LRRTM3 regulates activity-dependent synchronization of synapse properties in topographically connected hippocampal neural circuits

Synaptic cell-adhesion molecules (CAMs) organize the architecture and properties of neural circuits. However, whether synaptic CAMs are involved in activity-dependent remodeling of specific neural circuits is incompletely understood. Leucine-rich repeat transmembrane protein 3 (LRRTM3) is required for the excitatory synapse development of hippocampal dentate gyrus (DG) granule neurons. Here, we report that Lrrtm3-deficient mice exhibit selective reductions in excitatory synapse density and synaptic strength in projections involving the medial entorhinal cortex (MEC) and DG granule neurons, accompanied by increased neurotransmitter release and decreased excitability of granule neurons.
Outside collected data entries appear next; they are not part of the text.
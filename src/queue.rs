//! Bounded receive queue with drop-oldest overflow.
//!
//! The queue sits between the WebSocket worker (producer) and the output
//! pacer (consumer). Producers never block: when an insertion would exceed
//! capacity the head element is dropped first. This is real-time audio, so
//! fresh data beats stale data.

use std::collections::VecDeque;
use std::sync::atomic::{AtomicU64, AtomicUsize, Ordering};
use std::time::Duration;

use parking_lot::{Condvar, Mutex};
use tracing::{debug, warn};

use crate::pipeline::AudioFrame;

/// Upper bound on any single consumer wait, so the running flag is observed.
const WAIT_SLICE: Duration = Duration::from_millis(50);

/// Bounded FIFO of received audio frames.
pub struct ReceiveQueue {
    inner: Mutex<VecDeque<AudioFrame>>,
    non_empty: Condvar,
    capacity: AtomicUsize,
    pushed: AtomicU64,
    dropped: AtomicU64,
}

/// Counters surfaced for logging and tests.
#[derive(Debug, Clone, Copy, PartialEq, Eq)]
pub struct QueueStats {
    /// Total frames accepted.
    pub pushed: u64,
    /// Total frames evicted by the overflow policy.
    pub dropped: u64,
    /// Current queue length.
    pub len: usize,
}

impl ReceiveQueue {
    /// New queue holding at most `capacity` frames.
    pub fn new(capacity: usize) -> Self {
        Self {
            inner: Mutex::new(VecDeque::with_capacity(capacity.min(64))),
            non_empty: Condvar::new(),
            capacity: AtomicUsize::new(capacity.max(1)),
            pushed: AtomicU64::new(0),
            dropped: AtomicU64::new(0),
        }
    }

    /// Append a frame, evicting from the head when full. Never blocks.
    pub fn push(&self, frame: AudioFrame) {
        let capacity = self.capacity.load(Ordering::Relaxed);
        let mut queue = self.inner.lock();
        while queue.len() >= capacity {
            queue.pop_front();
            self.dropped.fetch_add(1, Ordering::Relaxed);
            warn!(capacity, "receive queue full, dropped oldest frame");
        }
        queue.push_back(frame);
        self.pushed.fetch_add(1, Ordering::Relaxed);
        debug!(len = queue.len(), "queued received frame");
        drop(queue);
        self.non_empty.notify_all();
    }

    /// Remove and return the head frame, if any.
    pub fn pop(&self) -> Option<AudioFrame> {
        self.inner.lock().pop_front()
    }

    /// Drop every queued frame. Returns how many were discarded.
    pub fn flush(&self) -> usize {
        let mut queue = self.inner.lock();
        let drained = queue.len();
        queue.clear();
        drained
    }

    /// Current number of queued frames.
    pub fn len(&self) -> usize {
        self.inner.lock().len()
    }

    /// Whether the queue is empty.
    pub fn is_empty(&self) -> bool {
        self.inner.lock().is_empty()
    }

    /// Replace the capacity. Existing excess frames are evicted lazily on
    /// the next push.
    pub fn set_capacity(&self, capacity: usize) {
        self.capacity.store(capacity.max(1), Ordering::Relaxed);
    }

    /// Block until the queue holds at least `count` frames or `keep_waiting`
    /// returns false. Waits are sliced so shutdown is observed promptly.
    ///
    /// `keep_waiting` must not take any element lock.
    pub fn wait_len_at_least(&self, count: usize, keep_waiting: impl Fn() -> bool) -> bool {
        let mut queue = self.inner.lock();
        while queue.len() < count {
            if !keep_waiting() {
                return false;
            }
            self.non_empty.wait_for(&mut queue, WAIT_SLICE);
        }
        true
    }

    /// Wake every consumer blocked on the non-empty condition.
    pub fn notify_waiters(&self) {
        self.non_empty.notify_all();
    }

    /// Snapshot of the queue counters.
    pub fn stats(&self) -> QueueStats {
        QueueStats {
            pushed: self.pushed.load(Ordering::Relaxed),
            dropped: self.dropped.load(Ordering::Relaxed),
            len: self.len(),
        }
    }
}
LRRTM3 deletion significantly reduced excitatory synaptic innervation of hippocampal mossy fibers (Mf) of DG granule neurons onto thorny excrescences in hippocampal CA3 neurons. Moreover, LRRTM3 loss in DG neurons significantly decreased mossy fiber long-term potentiation (Mf-LTP). Remarkably, silencing MEC-DG circuits protected against the decrease in the excitatory synaptic inputs onto DG and CA3 neurons, excitability of DG granule neurons, and Mf-LTP in Lrrtm3-deficient mice. These results suggest that LRRTM3 may be a critical factor in activity-dependent synchronization of the topography of MEC-DG-CA3 excitatory synaptic connections. Collectively, our data propose that LRRTM3 shapes the target-specific structural and functional properties of specific hippocampal circuits.

Automated summary

Synaptic cell-adhesion molecules (CAMs) play a crucial role in organizing the structure and properties of neural circuits. This study found that Leucine-rich repeat transmembrane protein 3 (LRRTM3) is important for the development of excitatory synapses in hippocampal dentate gyrus (DG) granule neurons. The deletion of LRRTM3 leads to reduced synapse density and synaptic strength in specific projections involving the medial entorhinal cortex (MEC) and DG granule neurons. Additionally, LRRTM3 loss affects neurotransmitter release, excitability of granule neurons, and long-term potentiation of mossy fiber synapses in DG neurons. Silencing the MEC-DG circuits protects against the negative effects of LRRTM3 deficiency on excitatory synapse inputs, granule neuron excitability, and mossy fiber long-term potentiation.